━━━━━ Provided data

//! Executable lookup and platform command wrapping.
//!
//! The CLI is usually installed somewhere only the user's login shell knows
//! about (nvm, volta, `~/.local/bin`), so the configured name is resolved to
//! an absolute path through that shell before each launch.
//!
//! # Example
//!
//! ```ignore
//! use deckhand_core::shell::resolve_executable;
//!
//! let program = resolve_executable("claude", Duration::from_secs(3)).await;
//! // "/Users/me/.local/bin/claude", or "claude" if the lookup failed
//! ```

use std::process::Command;
use std::time::Duration;

/// Strip one layer of surrounding quotes (`"..."` or `'...'`).
pub fn trim_quotes(s: &str) -> &str {
    let s = s.trim();
    for quote in ['"', '\''] {
        if let Some(inner) = s.strip_prefix(quote).and_then(|r| r.strip_suffix(quote)) {
            return inner.trim();
        }
    }
    s
}

/// Whether the value already names a file rather than a command to look up.
pub fn looks_like_path(s: &str) -> bool {
    s.contains('/') || s.contains('\\')
}

/// Resolve the CLI executable to an absolute path when possible.
///
/// Quotes are trimmed; values that already look like paths are returned
/// as-is. Otherwise the login shell is asked (bounded by `timeout`); on any
/// failure the trimmed name is returned unchanged and left to the OS lookup.
pub async fn resolve_executable(cli_path: &str, timeout: Duration) -> String {
    let name = trim_quotes(cli_path);
    if name.is_empty() || looks_like_path(name) {
        return name.to_string();
    }

    let mut cmd = match lookup_command(name) {
        Some(cmd) => cmd,
        None => return name.to_string(),
    };
    cmd.stdin(std::process::Stdio::null()).kill_on_drop(true);

    match tokio::time::timeout(timeout, cmd.output()).await {
        Ok(Ok(output)) if output.status.success() => {
            let stdout = String::from_utf8_lossy(&output.stdout);
            match first_path_line(&stdout) {
                Some(path) => {
                    log::debug!("Resolved {} to {}", name, path);
                    path
                }
                None => name.to_string(),
            }
        }
        Ok(Ok(_)) => {
            log::debug!("Lookup of {} found nothing, using it as-is", name);
            name.to_string()
        }
        Ok(Err(e)) => {
            log::warn!("Lookup of {} failed: {}", name, e);
            name.to_string()
        }
        Err(_) => {
            log::warn!("Lookup of {} timed out after {:?}", name, timeout);
            name.to_string()
        }
    }
}

/// First output line that is an actual path (`command -v` prints alias
/// definitions for aliases, which we cannot exec).
fn first_path_line(output: &str) -> Option<String> {
    output
        .lines()
        .map(trim_quotes)
        .find(|l| !l.is_empty() && looks_like_path(l))
        .map(str::to_string)
}

#[cfg(unix)]
fn lookup_command(name: &str) -> Option<tokio::process::Command> {
    let quoted = shlex::try_quote(name).ok()?;
    let shell = login_shell(std::env::var("SHELL").ok().as_deref());

    let mut cmd = tokio::process::Command::new(shell);
    cmd.args(["-l", "-c"]).arg(format!("command -v {quoted}"));
    Some(cmd)
}

#[cfg(windows)]
fn lookup_command(name: &str) -> Option<tokio::process::Command> {
    let mut cmd = tokio::process::Command::new("where");
    cmd.arg(name);
    Some(cmd)
}

/// Shells that do not accept `-l -c`.
#[cfg(unix)]
const NON_POSIX_SHELLS: [&str; 6] = ["fish", "nu", "nushell", "elvish", "xonsh", "ion"];

/// Shell to run the lookup in, given the value of `$SHELL`.
#[cfg(unix)]
fn login_shell(shell_env: Option<&str>) -> String {
    let shell = shell_env.filter(|s| !s.trim().is_empty()).unwrap_or("/bin/sh");
    let name = std::path::Path::new(shell)
        .file_name()
        .and_then(|n| n.to_str())
        .unwrap_or("");

    if !NON_POSIX_SHELLS.contains(&name) {
        return shell.to_string();
    }
    if std::path::Path::new("/bin/bash").exists() {
        "/bin/bash".to_string()
    } else {
        "/bin/sh".to_string()
    }
}

/// Prepend the binary's parent directory to PATH so node/etc. are found.
pub fn prepare_path_env(cmd: &mut Command, binary_path: &str) {
    if looks_like_path(binary_path) {
        if let Some(dir) = std::path::Path::new(binary_path).parent() {
            if let Some(dir_str) = dir.to_str() {
                let existing = std::env::var("PATH").unwrap_or_default();
                let sep = if cfg!(windows) { ";" } else { ":" };
                let combined = if existing.is_empty() {
                    dir_str.to_string()
                } else {
                    format!("{}{}{}", dir_str, sep, existing)
                };
                cmd.env("PATH", combined);
            }
        }
    }
}

/// Command for the piped launch.
///
/// On Windows the CLI is usually an npm `.cmd` shim that `CreateProcess`
/// cannot run directly, so it goes through `cmd /C`. Elsewhere the binary
/// is executed directly.
pub fn child_command(program: &str, args: &[String]) -> Command {
    #[cfg(windows)]
    let mut cmd = {
        let mut cmd = Command::new("cmd");
        cmd.arg("/C").arg(program);
        cmd
    };
    #[cfg(not(windows))]
    let mut cmd = Command::new(program);

    cmd.args(args);
    prepare_path_env(&mut cmd, program);
    cmd
}

// ============================================================================
// TESTS
// ============================================================================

━━━━━━━━━━

Activity
Give back the data above, repeating every record exactly.

Solution to the exercise
//! Executable lookup and platform command wrapping.
//!
//! The CLI is usually installed somewhere only the user's login shell knows
//! about (nvm, volta, `~/.local/bin`), so the configured name is resolved to
//! an absolute path through that shell before each launch.
//!
//! # Example
//!
//! ```ignore
//! use deckhand_core::shell::resolve_executable;
//!
//! let program = resolve_executable("claude", Duration::from_secs(3)).await;
//! // "/Users/me/.local/bin/claude", or "claude" if the lookup failed
//! ```

use std::process::Command;
use std::time::Duration;

/// Strip one layer of surrounding quotes (`"..."` or `'...'`).
pub fn trim_quotes(s: &str) -> &str {
    let s = s.trim();
    for quote in ['"', '\''] {
        if let Some(inner) = s.strip_prefix(quote).and_then(|r| r.strip_suffix(quote)) {
            return inner.trim();
        }
    }
    s
}

/// Whether the value already names a file rather than a command to look up.
pub fn looks_like_path(s: &str) -> bool {
    s.contains('/') || s.contains('\\')
}

/// Resolve the CLI executable to an absolute path when possible.
///
/// Quotes are trimmed; values that already look like paths are returned
/// as-is. Otherwise the login shell is asked (bounded by `timeout`); on any
/// failure the trimmed name is returned unchanged and left to the OS lookup.
pub async fn resolve_executable(cli_path: &str, timeout: Duration) -> String {
    let name = trim_quotes(cli_path);
    if name.is_empty() || looks_like_path(name) {
        return name.to_string();
    }

    let mut cmd = match lookup_command(name) {
        Some(cmd) => cmd,
        None => return name.to_string(),
    };
    cmd.stdin(std::process::Stdio::null()).kill_on_drop(true);

    match tokio::time::timeout(timeout, cmd.output()).await {
        Ok(Ok(output)) if output.status.success() => {
            let stdout = String::from_utf8_lossy(&output.stdout);
            match first_path_line(&stdout) {
                Some(path) => {
                    log::debug!("Resolved {} to {}", name, path);
                    path
                }
                None => name.to_string(),
            }
        }
        Ok(Ok(_)) => {
            log::debug!("Lookup of {} found nothing, using it as-is", name);
            name.to_string()
        }
        Ok(Err(e)) => {
            log::warn!("Lookup of {} failed: {}", name, e);
            name.to_string()
        }
        Err(_) => {
            log::warn!("Lookup of {} timed out after {:?}", name, timeout);
            name.to_string()
        }
    }
}

/// First output line that is an actual path (`command -v` prints alias
/// definitions for aliases, which we cannot exec).
fn first_path_line(output: &str) -> Option<String> {
    output
        .lines()
        .map(trim_quotes)
        .find(|l| !l.is_empty() && looks_like_path(l))
        .map(str::to_string)
}

#[cfg(unix)]
fn lookup_command(name: &str) -> Option<tokio::process::Command> {
    let quoted = shlex::try_quote(name).ok()?;
    let shell = login_shell(std::env::var("SHELL").ok().as_deref());

    let mut cmd = tokio::process::Command::new(shell);
    cmd.args(["-l", "-c"]).arg(format!("command -v {quoted}"));
    Some(cmd)
}

#[cfg(windows)]
fn lookup_command(name: &str) -> Option<tokio::process::Command> {
    let mut cmd = tokio::process::Command::new("where");
    cmd.arg(name);
    Some(cmd)
}

/// Shells that do not accept `-l -c`.
#[cfg(unix)]
const NON_POSIX_SHELLS: [&str; 6] = ["fish", "nu", "nushell", "elvish", "xonsh", "ion"];

/// Shell to run the lookup in, given the value of `$SHELL`.
#[cfg(unix)]
fn login_shell(shell_env: Option<&str>) -> String {
    let shell = shell_env.filter(|s| !s.trim().is_empty()).unwrap_or("/bin/sh");
    let name = std::path::Path::new(shell)
        .file_name()
        .and_then(|n| n.to_str())
        .unwrap_or("");

    if !NON_POSIX_SHELLS.contains(&name) {
        return shell.to_string();
    }
    if std::path::Path::new("/bin/bash").exists() {
        "/bin/bash".to_string()
    } else {
        "/bin/sh".to_string()
    }
}

/// Prepend the binary's parent directory to PATH so node/etc. are found.
pub fn prepare_path_env(cmd: &mut Command, binary_path: &str) {
    if looks_like_path(binary_path) {
        if let Some(dir) = std::path::Path::new(binary_path).parent() {
            if let Some(dir_str) = dir.to_str() {
                let existing = std::env::var("PATH").unwrap_or_default();
                let sep = if cfg!(windows) { ";" } else { ":" };
                let combined = if existing.is_empty() {
                    dir_str.to_string()
                } else {
                    format!("{}{}{}", dir_str, sep, existing)
                };
                cmd.env("PATH", combined);
            }
        }
    }
}

/// Command for the piped launch.
///
/// On Windows the CLI is usually an npm `.cmd` shim that `CreateProcess`
/// cannot run directly, so it goes through `cmd /C`. Elsewhere the binary
/// is executed directly.
pub fn child_command(program: &str, args: &[String]) -> Command {
    #[cfg(windows)]
    let mut cmd = {
        let mut cmd = Command::new("cmd");
        cmd.arg("/C").arg(program);
        cmd
    };
    #[cfg(not(windows))]
    let mut cmd = Command::new(program);

    cmd.args(args);
    prepare_path_env(&mut cmd, program);
    cmd
}

// ============================================================================
// TESTS
// ============================================================================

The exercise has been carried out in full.